Wednesday, January 02, 2013

Farm Bill Is Extended In 'Fiscal Cliff' Deal, Setting The Stage For More Agriculture Battles In 2013

The 'dairy cliff' is avoided, and crop subsidies will continue; the details of the deal and document downloads for the massive legislation...

By Jerry Hagstrom and Eddie Gehman Kohan

After days of high drama on Capitol Hill, the House late on Tuesday night approved the Senate version of the American Taxpayer Relief Act on a vote of 257-167. Just before departing for Hawaii, President Obama addressed the nation from the White House, and hailed the massive compromise package that saves America from the worst effects of the fiscal cliff--tax increases and spending cuts--as a win for the middle class, because "more than 98 percent of Americans and 97 percent of small businesses will not see their income taxes go up." 

As he made his remarks, President Obama was flanked by Vice President Joe Biden, who spent hours on Capitol Hill on New Year's Eve and New Year's Day wooing lawmakers in both chambers, working in concert with Senate Minority Leader Mitch McConnell, R-Ky. to craft the deal.

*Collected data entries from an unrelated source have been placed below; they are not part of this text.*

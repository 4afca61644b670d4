//! btleplug backend
//!
//! [`BtleCentral`] turns the state machine's fire-and-forget requests into
//! btleplug calls. Three kinds of task do the work:
//!
//! - an event pump forwarding adapter events (advertisements, disconnects,
//!   radio state) to the session
//! - a GATT worker that runs discovery, reads, writes and subscriptions one
//!   at a time, in the order they were requested
//! - one connect task per attempt, aborted on `cancel_connection`
//!
//! Every outcome is reported through the [`EventSink`].

use std::collections::HashMap;

use btleplug::api::{
    Central as _, CentralEvent, CentralState, Characteristic, Manager as _, Peripheral as _,
    ScanFilter, WriteType,
};
use btleplug::platform::{Adapter, Manager, Peripheral, PeripheralId as BtlePeripheralId};
use futures::StreamExt;
use tokio::sync::mpsc;
use tokio::task::JoinHandle;
use uuid::Uuid;

use crate::central::{Central, Event, RadioState};
use crate::session::EventSink;

#[derive(Debug, thiserror::Error)]
pub enum BackendError {
    #[error("bluetooth: {0}")]
    Btle(#[from] btleplug::Error),
    #[error("no bluetooth adapter found")]
    NoAdapter,
    #[error("peripheral {0} is no longer known to the adapter")]
    PeripheralNotFound(String),
    #[error("characteristic {0} not found")]
    CharacteristicNotFound(Uuid),
}

/// First adapter the platform reports
pub async fn default_adapter() -> Result<Adapter, BackendError> {
    let manager = Manager::new().await?;
    let adapters = manager.adapters().await?;
    adapters.into_iter().next().ok_or(BackendError::NoAdapter)
}

enum Request {
    StartScan,
    StopScan,
    DiscoverServices {
        id: String,
    },
    DiscoverCharacteristics {
        id: String,
        service: Uuid,
        wanted: Vec<Uuid>,
    },
    Subscribe {
        id: String,
        characteristic: Uuid,
    },
    Read {
        id: String,
        characteristic: Uuid,
    },
    Write {
        id: String,
        characteristic: Uuid,
        value: Vec<u8>,
    },
    Disconnect {
        id: String,
    },
}

pub struct BtleCentral {
    adapter: Adapter,
    sink: EventSink,
    requests: mpsc::UnboundedSender<Request>,
    connecting: HashMap<String, JoinHandle<()>>,
    pump: JoinHandle<()>,
    worker: JoinHandle<()>,
}

impl BtleCentral {
    /// Start the backend tasks. Must be called from within a tokio runtime.
    pub fn new(adapter: Adapter, sink: EventSink) -> Self {
        let (requests, rx) = mpsc::unbounded_channel();
        let pump = tokio::spawn(pump_events(adapter.clone(), sink.clone()));
        let worker = tokio::spawn(gatt_worker(adapter.clone(), rx, sink.clone()));
        Self {
            adapter,
            sink,
            requests,
            connecting: HashMap::new(),
            pump,
            worker,
        }
    }

    fn request(&self, request: Request) {
        if self.requests.send(request).is_err() {
            log::error!("gatt worker is gone, request dropped");
        }
    }
}

impl Drop for BtleCentral {
    fn drop(&mut self) {
        self.pump.abort();
        self.worker.abort();
        for (_, task) in self.connecting.drain() {
            task.abort();
        }
    }
}

impl Central for BtleCentral {
    fn start_scan(&mut self) {
        self.request(Request::StartScan);
    }

    fn stop_scan(&mut self) {
        self.request(Request::StopScan);
    }

    fn connect(&mut self, id: &str) {
        let adapter = self.adapter.clone();
        let sink = self.sink.clone();
        let target = id.to_string();
        let task = tokio::spawn(async move {
            let result = match find_peripheral(&adapter, &target).await {
                Ok(peripheral) => peripheral.connect().await.map_err(BackendError::from),
                Err(e) => Err(e),
            };
            match result {
                Ok(()) => sink.send(Event::Connected { id: target }),
                Err(e) => sink.send(Event::ConnectFailed {
                    id: target,
                    error: e.to_string(),
                }),
            };
        });
        if let Some(previous) = self.connecting.insert(id.to_string(), task) {
            previous.abort();
        }
    }

    fn cancel_connection(&mut self, id: &str) {
        if let Some(task) = self.connecting.remove(id) {
            task.abort();
        }
        self.request(Request::Disconnect { id: id.to_string() });
    }

    fn discover_services(&mut self, id: &str, _service: Uuid) {
        // btleplug has no scoped discovery; the worker reports everything
        self.request(Request::DiscoverServices { id: id.to_string() });
    }

    fn discover_characteristics(&mut self, id: &str, service: Uuid, characteristics: &[Uuid]) {
        self.request(Request::DiscoverCharacteristics {
            id: id.to_string(),
            service,
            wanted: characteristics.to_vec(),
        });
    }

    fn subscribe(&mut self, id: &str, characteristic: Uuid) {
        self.request(Request::Subscribe {
            id: id.to_string(),
            characteristic,
        });
    }

    fn read(&mut self, id: &str, characteristic: Uuid) {
        self.request(Request::Read {
            id: id.to_string(),
            characteristic,
        });
    }

    fn write(&mut self, id: &str, characteristic: Uuid, value: Vec<u8>) {
        self.request(Request::Write {
            id: id.to_string(),
            characteristic,
            value,
        });
    }
}

fn radio_state(state: CentralState) -> RadioState {
    match state {
        CentralState::PoweredOn => RadioState::PoweredOn,
        CentralState::PoweredOff => RadioState::PoweredOff,
        _ => RadioState::Unknown,
    }
}

async fn pump_events(adapter: Adapter, sink: EventSink) {
    let mut events = match adapter.events().await {
        Ok(events) => events,
        Err(e) => {
            log::error!("cannot listen to adapter events: {e}");
            sink.send(Event::ScanFailed(e.to_string()));
            return;
        }
    };

    match adapter.adapter_state().await {
        Ok(state) => {
            sink.send(Event::RadioStateChanged(radio_state(state)));
        }
        Err(e) => {
            // some backends cannot report it; assume usable
            log::warn!("adapter state unavailable ({e}), assuming powered on");
            sink.send(Event::RadioStateChanged(RadioState::PoweredOn));
        }
    }

    while let Some(event) = events.next().await {
        let forwarded = match event {
            CentralEvent::DeviceDiscovered(id) | CentralEvent::DeviceUpdated(id) => {
                match advertisement(&adapter, &id).await {
                    Some((name, rssi)) => Event::Discovered {
                        id: id.to_string(),
                        name,
                        rssi,
                    },
                    None => continue,
                }
            }
            CentralEvent::DeviceDisconnected(id) => Event::Disconnected {
                id: id.to_string(),
                reason: None,
            },
            CentralEvent::StateUpdate(state) => Event::RadioStateChanged(radio_state(state)),
            _ => continue,
        };
        if !sink.send(forwarded) {
            break;
        }
    }
    log::debug!("adapter event stream ended");
}

/// Advertised local name and RSSI, if the peripheral has a name
async fn advertisement(adapter: &Adapter, id: &BtlePeripheralId) -> Option<(String, Option<i16>)> {
    let peripheral = adapter.peripheral(id).await.ok()?;
    let properties = peripheral.properties().await.ok().flatten()?;
    Some((properties.local_name?, properties.rssi))
}

async fn find_peripheral(adapter: &Adapter, id: &str) -> Result<Peripheral, BackendError> {
    adapter
        .peripherals()
        .await?
        .into_iter()
        .find(|p| p.id().to_string() == id)
        .ok_or_else(|| BackendError::PeripheralNotFound(id.to_string()))
}

fn find_characteristic(
    peripheral: &Peripheral,
    uuid: Uuid,
) -> Result<Characteristic, BackendError> {
    peripheral
        .characteristics()
        .into_iter()
        .find(|c| c.uuid == uuid)
        .ok_or(BackendError::CharacteristicNotFound(uuid))
}

/// Notification forwarders, one per subscribed peripheral
#[derive(Default)]
struct Notifications(HashMap<String, JoinHandle<()>>);

impl Notifications {
    async fn ensure(
        &mut self,
        id: &str,
        peripheral: &Peripheral,
        sink: &EventSink,
    ) -> Result<(), BackendError> {
        if self.0.get(id).is_some_and(|task| !task.is_finished()) {
            return Ok(());
        }
        let mut stream = peripheral.notifications().await?;
        let sink = sink.clone();
        let owner = id.to_string();
        let task = tokio::spawn(async move {
            while let Some(notification) = stream.next().await {
                let delivered = sink.send(Event::ValueUpdated {
                    id: owner.clone(),
                    characteristic: notification.uuid,
                    value: notification.value,
                });
                if !delivered {
                    break;
                }
            }
        });
        self.0.insert(id.to_string(), task);
        Ok(())
    }

    fn stop(&mut self, id: &str) {
        if let Some(task) = self.0.remove(id) {
            task.abort();
        }
    }
}

impl Drop for Notifications {
    fn drop(&mut self) {
        for (_, task) in self.0.drain() {
            task.abort();
        }
    }
}

async fn gatt_worker(
    adapter: Adapter,
    mut requests: mpsc::UnboundedReceiver<Request>,
    sink: EventSink,
) {
    let mut notifications = Notifications::default();

    while let Some(request) = requests.recv().await {
        match request {
            Request::StartScan => {
                if let Err(e) = adapter.start_scan(ScanFilter::default()).await {
                    sink.send(Event::ScanFailed(e.to_string()));
                }
            }
            Request::StopScan => {
                if let Err(e) = adapter.stop_scan().await {
                    log::warn!("stop scan failed: {e}");
                }
            }
            Request::DiscoverServices { id } => {
                let result = discover_services(&adapter, &id).await;
                sink.send(Event::ServicesDiscovered {
                    id,
                    result: result.map_err(|e| e.to_string()),
                });
            }
            Request::DiscoverCharacteristics {
                id,
                service,
                wanted,
            } => {
                let result = discover_characteristics(&adapter, &id, service, &wanted).await;
                sink.send(Event::CharacteristicsDiscovered {
                    id,
                    service,
                    result: result.map_err(|e| e.to_string()),
                });
            }
            Request::Subscribe { id, characteristic } => {
                let result = async {
                    let peripheral = find_peripheral(&adapter, &id).await?;
                    let target = find_characteristic(&peripheral, characteristic)?;
                    notifications.ensure(&id, &peripheral, &sink).await?;
                    peripheral.subscribe(&target).await?;
                    Ok::<_, BackendError>(())
                }
                .await;
                if let Err(e) = result {
                    sink.send(Event::SubscribeFailed {
                        id,
                        characteristic,
                        error: e.to_string(),
                    });
                }
            }
            Request::Read { id, characteristic } => {
                let result = async {
                    let peripheral = find_peripheral(&adapter, &id).await?;
                    let target = find_characteristic(&peripheral, characteristic)?;
                    Ok::<_, BackendError>(peripheral.read(&target).await?)
                }
                .await;
                match result {
                    Ok(value) => {
                        sink.send(Event::ValueUpdated {
                            id,
                            characteristic,
                            value,
                        });
                    }
                    Err(e) => log::warn!("read of {characteristic} failed: {e}"),
                }
            }
            Request::Write {
                id,
                characteristic,
                value,
            } => {
                let result = async {
                    let peripheral = find_peripheral(&adapter, &id).await?;
                    let target = find_characteristic(&peripheral, characteristic)?;
                    peripheral
                        .write(&target, &value, WriteType::WithResponse)
                        .await?;
                    Ok::<_, BackendError>(())
                }
                .await;
                sink.send(Event::WriteCompleted {
                    id,
                    characteristic,
                    result: result.map_err(|e| e.to_string()),
                });
            }
            Request::Disconnect { id } => {
                notifications.stop(&id);
                match find_peripheral(&adapter, &id).await {
                    Ok(peripheral) => {
                        if let Err(e) = peripheral.disconnect().await {
                            log::warn!("disconnect from {id} failed: {e}");
                        }
                    }
                    Err(e) => log::debug!("disconnect skipped: {e}"),
                }
            }
        }
    }
}

async fn discover_services(adapter: &Adapter, id: &str) -> Result<Vec<Uuid>, BackendError> {
    let peripheral = find_peripheral(adapter, id).await?;
    peripheral.discover_services().await?;
    Ok(peripheral.services().iter().map(|s| s.uuid).collect())
}

/// Characteristics of `service` that are among `wanted`
async fn discover_characteristics(
    adapter: &Adapter,
    id: &str,
    service: Uuid,
    wanted: &[Uuid],
) -> Result<Vec<Uuid>, BackendError> {
    let peripheral = find_peripheral(adapter, id).await?;
    let found = peripheral
        .services()
        .into_iter()
        .filter(|s| s.uuid == service)
        .flat_map(|s| s.characteristics)
        .map(|c| c.uuid)
        .filter(|uuid| wanted.contains(uuid))
        .collect();
    Ok(found)
}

The bill includes a nine-month extension of the expired 2008 Farm Bill, to September of 2013.

The extension runs 18 pages in the 153-page bill, and was immediately lambasted by critics when the Senate first passed the entire bill at 2:00 AM on Tuesday morning with a vote of 89 to 8.  It comes on the heels of a failed year-long attempt in 2012 to pass a new Farm Bill; last summer, the Senate and the House both approved versions of the legislation, though the House edition never made it to a full floor vote.  It sets the stage for a difficult year ahead as lawmakers attempt to create a new Farm Bill, revisiting the same territory but with changes in membership in crucial committees for the 113th Congress--and with many issues to address that were dumped out of the extension. 

The extension prevents a spike in milk prices, averting the so-called "dairy cliff," but does not protect dairy farmers.  It does not include disaster aid, and keeps intact the crop subsidies that President Obama has been pledging to eliminate since he first ran for the White House: The extension fully extends $5 billion in direct payments to farmers for fiscal 2013.  It is a victory for Southern farm interests.  It also slashes some funding for organic agriculture, clean water initiatives, and beginning farmer and rancher projects.  SNAP-Ed, a federal-state partnership that supports nutrition education for persons eligible for Food Stamps, also had a reduction in funding.

The extension also does not include the dairy market stabilization program that the National Milk Producers Federation and House Agriculture Committee ranking member Collin Peterson, D-Minn., sought, but that the International Dairy Foods Association and House Speaker John Boehner, R-Ohio, opposed.  Peterson voted against the bill, while Boehner gave a yea.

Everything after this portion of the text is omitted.